その他、少しディストリビューターの紹介をしていきたいと思いますが、スライド8に切り替えてもらって。これ、上は比較的大きなディストリビューターで、倉庫もしっかりしているし、社屋もしっかりしていますよね。下は本当にデリバリー機能しか持っていない。この番組でも、前回か、お話しましたけども、本当に数人でやっていてデリバリー機能しか持っていないようなディストリビューター。大きなディストリビューター、スライド、今度は9を見せてもらって、大きなディストリビューター、社内はこんなふうになっていまして、結構、下のほうに黄色い服を着た男の人が写っていますけど、これはオーナーの、いわゆる一族系の、ファミリーの子なんですけども、だいたいファミリーが企業を牛耳っていますので、中にP&Gの部屋があったりとか、営業マンにGPSを持たせていたりとか、あと、女の子が白板を見て自分の今日のタスクがちゃんとできたかって数字を入れて帰ったりしていますけど、非常に近代的なディストリビューターですよね。一方で、スライド10を見てもらうと、これ、さっきのスライド8のときに見せた、本当にデリバリーしかできないようなディストリビューターですけども、本当に社長が旦那さんで、奥さんは副社長なんですけど、旦那さんはだいたいバイクの上で日中寝ているので、奥さんが切り盛りをしているという、こういうディストリビューター。社員は10名ぐらいしかいないんですかね。本当にデリバリーだけやって、マージンもこんな薄い薄いマージンでやっているという、こういう会社もあれば。あと、スライド11なんかは、各国のこれ、いろんな会社のディストリビューターを6社写真写っていますけども。もう、見てもらうと分かるんですけど、息子とか娘と一緒に写っていますよね。だいたい海外のプリンシパル…、プリンシパル、メーカー側ですね、メーカーがこうして行くと、自分の息子、20代30代ぐらいの息子が出てきて、ASEANとか、アジアASEANのディストリビューターって、だいたい今、第二世代ぐらいなので、こうした息子がアメリカとかカナダ、英国で教育を受けてきていて、結構マーケティングに知識がある、お父さん、商売自力でつくってきた本当に商売人というお父さんなんですけど、息子は逆に、娘さんなんかも非常にマーケティングマインドを持ったようなご子息がいて、こういったのが出てくるので、こういった子たちといかに仲良くして商売を進めていくか、ビジネス関係を深めていくかって非常に重要で。これ、息子と海外のメーカーが密になってやり取りしているのをお父さんが見たら、もうこんなうれしいことはないので、こういうことをしっかりやっていくというのは、これ、少しちょっと昭和の営業の匂いがしますけども、でも、まさに現場はそういう状況になったりもしていますので、問屋というのはまだまだ泥臭い、脂っこい人たちが切った張ったやる、そういう市場ですから、そういう昭和の泥臭い営業が意外に通じたりするので、そんなところも1つ考慮してもらえればなというふうに思います。

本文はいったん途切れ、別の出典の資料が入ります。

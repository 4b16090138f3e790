//! Entry Row Component
//!
//! One repeatable group of item fields: name, description, price, picture.

use leptos::prelude::*;
use wasm_bindgen::JsCast;

use crate::store::EntryGroup;

/// Four inputs bound to one entry group's signals
#[component]
pub fn EntryRow(group: EntryGroup) -> impl IntoView {
    let on_picture = move |ev: web_sys::Event| {
        let target = ev.target().unwrap();
        let input = target.dyn_ref::<web_sys::HtmlInputElement>().unwrap();
        group.picture.set(input.files().and_then(|files| files.get(0)));
    };

    view! {
        <div class="item-entry">
            <input
                type="text"
                placeholder="Item name"
                required
                prop:value=move || group.item.get()
                on:input=move |ev| group.item.set(event_target_value(&ev))
            />
            <input
                type="text"
                placeholder="Food description"
                required
                prop:value=move || group.food.get()
                on:input=move |ev| group.food.set(event_target_value(&ev))
            />
            <input
                type="number"
                placeholder="Price"
                required
                prop:value=move || group.price.get()
                on:input=move |ev| group.price.set(event_target_value(&ev))
            />
            <input
                type="file"
                accept="image/*"
                required
                on:change=on_picture
            />
        </div>
    }
}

今日で、ちょっと長くなりましたけど、その3まで言ったんですかね、強固なディストリビューターをつくるにはどうすればいいのかということを、3つの重要な要素がありますよと。1つが発掘選定、1つが契約交渉、1つが管理育成ですよと。その一番最初の発掘選定について2回に分けたのかな、3回に分けたんですかね、お話をしてきましたが、どっちですか、2回に分けたんですか、3回に分けたんですか?発掘選定はどっちですか、2回ですか?…2回ですか?2回に分けてやりました。なので、今日はこれぐらいにして、また次回、契約交渉の話をしていきたいと思いますので、ぜひよろしくお願いいたします。それでは、また次回お会いいたしましょう。